Femme très économe, originaire de Blida et habitant  Oran madame Baya Soussi, qui se définit comme « femme au foyer active » - Premier Prix au Salon d’Oran 2012 pour ses premiers travaux-, a commencé timidement à recycler les sachets en plastique pour en faire des pochettes de portable ou des trousses d’écoliers pour ses propres enfants « tous ravis »…. Récupérant ensuite les sacs plastiques qui, « ne doivent pas errer dans la nature », et les mettant d’abord en lanières et pelotes,  elle se lance ensuite dans le tricotage, crochetage et tissage des paniers ordinaires (shopping, plage, pique-nique) tout comme des sacs arrondis de toutes couleurs leur donnant ainsi une vie utilitaire et écologique, activité qui lui procure aujourd’hui de grandes commandes. « Je suis ravie , me dit-elle souriante et fière, que l’opinion publique algérienne soit de plus en plus sensible à la récupération et transformation des matériaux usagés »…


Asma et la revivification du patrimoine



Asma Bouabdellou, avec sa consœur Salima Mazri Badjadja, qui travaillent en tant qu’architectes stylistes à Constantine,  ont créé depuis 2011 une ligne prêt à porter de vêtement et accessoires (pochettes, sacs, bijoux, etc) nommée Pantaroual.
« En tant qu’architecte impliquée dans la restauration du patrimoine à Constantine, j’ai participé à la restauration du palais du Bey Hadj Ahmed, la Medersa du Cheikh Ahmed Ben Badis, El Ketania… A partir de là, on a commencé à s’inspirer des tenues et vêtements algériens traditionnels, mais revisités. Pourquoi la femme ne porterait-elle pas dans ses activités la tenue traditionnelle de tous les jours et non plus seulement à l’occasion de fêtes… On peut ainsi mettre un pantalon Haouka ou Mdaour qui n’est ni marocain ni tunisien, mais un seroual bien de chez nous qui nous permet de renouer avec notre sensibilité et notre manière d’être; ces pantalons qui nécessitaient dans le temps 12 mètres de tissu, nous réalisons aujourd’hui avec 2 mètres… C’est très élégant, pratique et on y est à l’aise. Nous avons maintenant mon amie et moi un appartement commun avec deux machines industrielles (acquises avec l’aide de la Chambre d’Artisanat) pour la réalisation de ce travail qui se développe. Dans ce cadre la récup n’est pas chose nouvelle pour nous, mais une idée force du patrimoine où chaque chose récupérée a sa valeur. Nous ramassons tout ce qui est ancien avec le peu de moyens que nous avons… La matière première pour nous demeure le sac de jute que nous traitons. Tout dernièrement en récupérant des cageots en plastique on a juste voulu faire passer un message puisque avec ces éléments aménagés et décorés on peut autant faire une installation de détente dans un jardin qu’en intérieur… »

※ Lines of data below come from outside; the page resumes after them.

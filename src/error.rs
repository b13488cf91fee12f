use axum::http::StatusCode;
use thiserror::Error;

/// Errors surfaced by the persistence layer and the domain repositories.
///
/// Storage and transport failures are advisory wherever a fallback exists;
/// domain errors (authorization, duplicates, missing accounts) always reach
/// the caller.
#[derive(Debug, Error)]
pub enum Error {
    #[error("not authorized")]
    Unauthorized,

    #[error("username already registered: {0}")]
    DuplicateUsername(String),

    #[error("account not found: {0}")]
    NotFound(String),

    #[error("durable store unavailable: {0}")]
    StorageUnavailable(String),

    #[error("remote submission api unreachable: {0}")]
    RemoteUnreachable(String),

    #[error("database not initialized")]
    SchemaNotInitialized,

    #[error("database error: {0}")]
    Engine(#[from] rusqlite::Error),

    #[error("decode failed: {0}")]
    Decode(String),

    #[error("password hashing failed: {0}")]
    PasswordHash(String),
}

pub type Result<T> = std::result::Result<T, Error>;

impl Error {
    /// Status a handler responds with when this error escapes over HTTP.
    pub fn status(&self) -> StatusCode {
        match self {
            Error::Unauthorized => StatusCode::FORBIDDEN,
            Error::DuplicateUsername(_) => StatusCode::CONFLICT,
            Error::NotFound(_) => StatusCode::NOT_FOUND,
            _ => StatusCode::INTERNAL_SERVER_ERROR,
        }
    }
}

impl From<serde_json::Error> for Error {
    fn from(e: serde_json::Error) -> Self {
        Error::Decode(e.to_string())
    }
}

#[cfg(test)]
mod tests {
    use super::*;

    #[test]
    fn domain_errors_map_to_client_statuses() {
        assert_eq!(Error::Unauthorized.status(), StatusCode::FORBIDDEN);
        assert_eq!(
            Error::DuplicateUsername("admin".into()).status(),
            StatusCode::CONFLICT
        );
        assert_eq!(Error::NotFound("x".into()).status(), StatusCode::NOT_FOUND);
        assert_eq!(
            Error::SchemaNotInitialized.status(),
            StatusCode::INTERNAL_SERVER_ERROR
        );
    }
}
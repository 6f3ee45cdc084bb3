//! Chiptune format detection and nested archive resolution
//!
//! `chipscan` finds playable chiptune modules inside arbitrary data: plain module
//! files, modules wrapped in TR-DOS containers or packers, and modules buried at some
//! offset of a memory dump. Archives are opened recursively and every module found is
//! reported with a hierarchical path and merged metadata.
//!
//! # Features
//! - Byte signature DSL compiled to fixed-length matchers
//! - Ordered, configurable plugin catalog (archives, players, multitrack modules)
//! - Explicit-stack walk with depth limit and cancellation
//! - Built-in plugins: Hobeta, SCL, ICE!, LHA, AY, SNDH, YM
//!
//! # Crate feature flags
//! - `lha` (default): LHA/LZH archive plugin (enables optional `delharc` dep)
//! - `cli` (default): `chipscan` command-line scanner
//!
//! # Quick start
//! ```no_run
//! use chipscan::{Binary, Detector, ModuleCollector};
//!
//! let detector = Detector::with_defaults().unwrap();
//! let data = std::fs::read("disk.scl").unwrap();
//! let mut collector = ModuleCollector::new();
//! detector.detect("disk.scl", Binary::new(data), &mut collector).unwrap();
//! for record in collector.records() {
//!     println!("{} {:?}", record.subpath(), record.properties.get_str("Title"));
//! }
//! ```
//!
//! ## Opening one module
//! ```no_run
//! use chipscan::{Binary, Detector};
//!
//! let detector = Detector::with_defaults().unwrap();
//! let data = std::fs::read("disk.scl").unwrap();
//! if let Some(record) = detector.open("disk.scl?SONG.C/#2", Binary::new(data)).unwrap() {
//!     println!("{}", record.holder.metadata().title());
//! }
//! ```

#![warn(missing_docs)]

pub mod binary; // Shared byte views
pub mod config; // Walk settings
pub mod data_path; // Paths inside containers
pub mod detect; // Walk orchestration
pub mod error;
pub mod format; // Signatures with size limits
pub mod identifier; // `file?subpath` locations
pub mod metadata;
pub mod pattern; // Signature DSL
pub mod plugins; // Format recognizers
pub mod properties;
pub mod range_checker; // Claimed byte regions

// Public API exports
pub use binary::Binary;
pub use config::DetectConfig;
pub use data_path::DataPath;
pub use detect::{DetectCallback, Detector, ModuleCollector, ModuleRecord, WalkSummary};
pub use error::{BoxError, DetectError, FormatError, FormatResult, Result};
pub use format::{BinaryFormat, DetectionResult};
pub use identifier::Identifier;
pub use metadata::{BasicMetadata, MetadataFields};
pub use pattern::{compile, Pattern, PatternSyntaxError};
pub use plugins::{Capabilities, ModuleHolder, PluginCatalog, PluginDescriptor, PluginKind};
pub use properties::{PropertyValue, Properties};
pub use range_checker::{RangeChecker, RangeMode};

Hind Hamar du réseau ResT’Art


Diplômée de l’Ecole régionale des beaux arts de Constantine, en miniature, Hind Hamar, mère de famille, s’est orientée récemment vers la récupération de jean et des chutes de tissus…



Journaux et papiers récupérés….


« … Sensible aux enjeux environnementaux, et devant la masse de vieux journaux s’entassant dans tous les coins, Goussem Djellouli s’initie en autodidacte au recy
clage de ce matériau […] pour en faire des objets de décoration figuratifs ou abstraits. » (Catalogue Recup’Art)


L’autre dimension du fil électrique : devenir bijou….


Céramiste d’argile et sculpteur de formation, Narimène Hakimi s’est retrouvée à Doubaï où son mari travaille dans la nécessité d’élaborer  une nouvelle voie à sa création puisqu’elle n’avait plus son atelier. Ses moyens du bord n’étaient que du simple fil électrique mou et flexible dans sa gaine colorée, ou du fil de corde (el halfa) et des pierres dures et brillantes… Elle senti vite en poétesse du modelage que ces éléments contradictoires pouvaient faire symbiose  en dégageant une belle et sobre harmonie en étant assemblés… Elle devint « créatrice de bijoux  de fil électrique, dit-elle, qui ne sont pas ornés de métaux précieux mais avec des chutes d’aluminium que je récupère pour les travailler bombés ou plats, mats ou brillants… » 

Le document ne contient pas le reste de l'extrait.